Apparently in 1894 tobacconist Joseph Leblang started taking tickets he got, as well as those he collected from other shopkeepers, and sold them at a steeply discounted rate.  While the shows may have initially been upset by him re-selling tickets he got for free, he was selling so much that the theaters began to send their surplus to him.

Today it’s known as The Broadway League, but in 1905 it was called the Producing Managers’ Association and Leblang’s relationship with them rotated between adoration and contempt.
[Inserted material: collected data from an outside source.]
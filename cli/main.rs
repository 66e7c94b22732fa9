#![deny(unused_variables)]
#![deny(dead_code)]
#![deny(unused_imports)]

use clap::{Args, Parser, Subcommand};
use debias::config::DEFAULT_COVARIATE_COLUMN;
use debias::{DebiasConfig, DebiasStrategy, Debiaser};
use std::path::{Path, PathBuf};
use std::process;

mod table;

use table::{read_table, write_table};

#[derive(Parser)]
#[command(
    name = "debias",
    about = "Remove covariate-correlated bias from a table of scaled depths",
    long_about = "Sorts positions by a covariate such as GC content, removes the bias with the \
                 selected strategy and writes the table back in its original order. Input values \
                 are expected to be scaled already."
)]
struct Cli {
    #[command(subcommand)]
    command: Commands,
}

#[derive(Args)]
struct TableArgs {
    /// Tab-separated table: identifier columns, a covariate column and one column per sample
    #[arg(value_name = "TABLE")]
    input: PathBuf,

    /// Path for the debiased table
    #[arg(long, short)]
    output: PathBuf,

    /// Column holding the per-position covariate
    #[arg(long, default_value = DEFAULT_COVARIATE_COLUMN)]
    covariate_column: String,

    /// Number of leading identifier columns copied through unchanged
    #[arg(long, default_value = "0")]
    id_columns: usize,
}

#[derive(Subcommand)]
enum Commands {
    /// Subtract a moving median computed in covariate order
    #[command(about = "Subtract a covariate-ordered moving median from each sample")]
    MovingMedian {
        #[command(flatten)]
        table: TableArgs,

        /// Number of rows in the moving-median window
        #[arg(long, value_name = "ROWS")]
        window: usize,
    },

    /// Divide covariate chunks by their median
    #[command(about = "Divide each covariate chunk of each sample by its median")]
    ChunkedRatio {
        #[command(flatten)]
        table: TableArgs,

        /// Covariate span covered by one chunk
        #[arg(long, value_name = "SPAN")]
        score_window: f64,
    },

    /// Zero the dominant SVD components
    #[command(about = "Remove leading SVD components above a variance share")]
    VarianceTruncation {
        #[command(flatten)]
        table: TableArgs,

        /// Minimum variance share, in percent, for a component to be removed
        #[arg(long, value_name = "PCT")]
        min_variance_pct: f64,
    },

    /// Debias using a TOML configuration file
    #[command(about = "Debias with the strategy and columns given in a TOML config")]
    Run {
        #[arg(value_name = "TABLE")]
        input: PathBuf,

        /// TOML configuration file
        #[arg(long, value_name = "PATH")]
        config: PathBuf,

        /// Path for the debiased table
        #[arg(long, short)]
        output: PathBuf,
    },
}

fn main() {
    env_logger::Builder::from_env(env_logger::Env::default().default_filter_or("info")).init();
    let cli = Cli::parse();

    let result = match cli.command {
        Commands::MovingMedian { table, window } => {
            run_with_table_args(table, DebiasStrategy::MovingMedian { window })
        }
        Commands::ChunkedRatio {
            table,
            score_window,
        } => run_with_table_args(table, DebiasStrategy::ChunkedRatio { score_window }),
        Commands::VarianceTruncation {
            table,
            min_variance_pct,
        } => run_with_table_args(
            table,
            DebiasStrategy::VarianceTruncation { min_variance_pct },
        ),
        Commands::Run {
            input,
            config,
            output,
        } => run_with_config(&input, &config, &output),
    };

    if let Err(e) = result {
        eprintln!("Error: {e}");
        process::exit(1);
    }
}

fn run_with_table_args(
    args: TableArgs,
    strategy: DebiasStrategy,
) -> Result<(), Box<dyn std::error::Error>> {
    let config = DebiasConfig {
        covariate_column: args.covariate_column,
        id_columns: args.id_columns,
        strategy,
    };
    debias_table(&args.input, &config, &args.output)
}

fn run_with_config(
    input: &Path,
    config_path: &Path,
    output: &Path,
) -> Result<(), Box<dyn std::error::Error>> {
    let config = DebiasConfig::load(config_path)?;
    log::info!("loaded configuration from {}", config_path.display());
    debias_table(input, &config, output)
}

fn debias_table(
    input: &Path,
    config: &DebiasConfig,
    output: &Path,
) -> Result<(), Box<dyn std::error::Error>> {
    let mut table = read_table(input, &config.covariate_column, config.id_columns)?;
    log::info!(
        "read {} positions x {} samples from {}",
        table.samples.nrows(),
        table.samples.ncols(),
        input.display()
    );

    let mut debiaser = Debiaser::new(config.strategy, table.covariate.clone())?;
    debiaser.apply(&mut table.samples)?;

    write_table(&table, output)?;
    log::info!("debiased table written to {}", output.display());
    Ok(())
}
Most Broadway producers were personal friends of Leblang, but loathed his business model, which they charged lessened the value of their product. They made a number of attempts to run Leblang out of the business, but as Leblang went on to save a number of Broadway shows from closure he became an integral part of the Broadway show landscape.

Interestingly, both Leblang and the Producing Managers’ Association disliked ticket brokers because they contributed to ticket speculation which alienated audiences. It just goes to show how long the effort to stop ticket brokers from reselling tickets at sky high prices has been going on. Leblang was just beginning to see success with a plan to limit their impact when he died.

As Ken Davenport wrote in The Producer’s Perspective,

Joe took something that was handed to him, and turned it into a business. At the same time, he revolutionized an industry.

The irony is that a zillion other shop owners were given those free tickets. They all could have done the same thing. They all could have made that money . . . and more importantly . . . made that significant impact.

Opportunities are out there. You just have to keep your eyes open, and then act on them.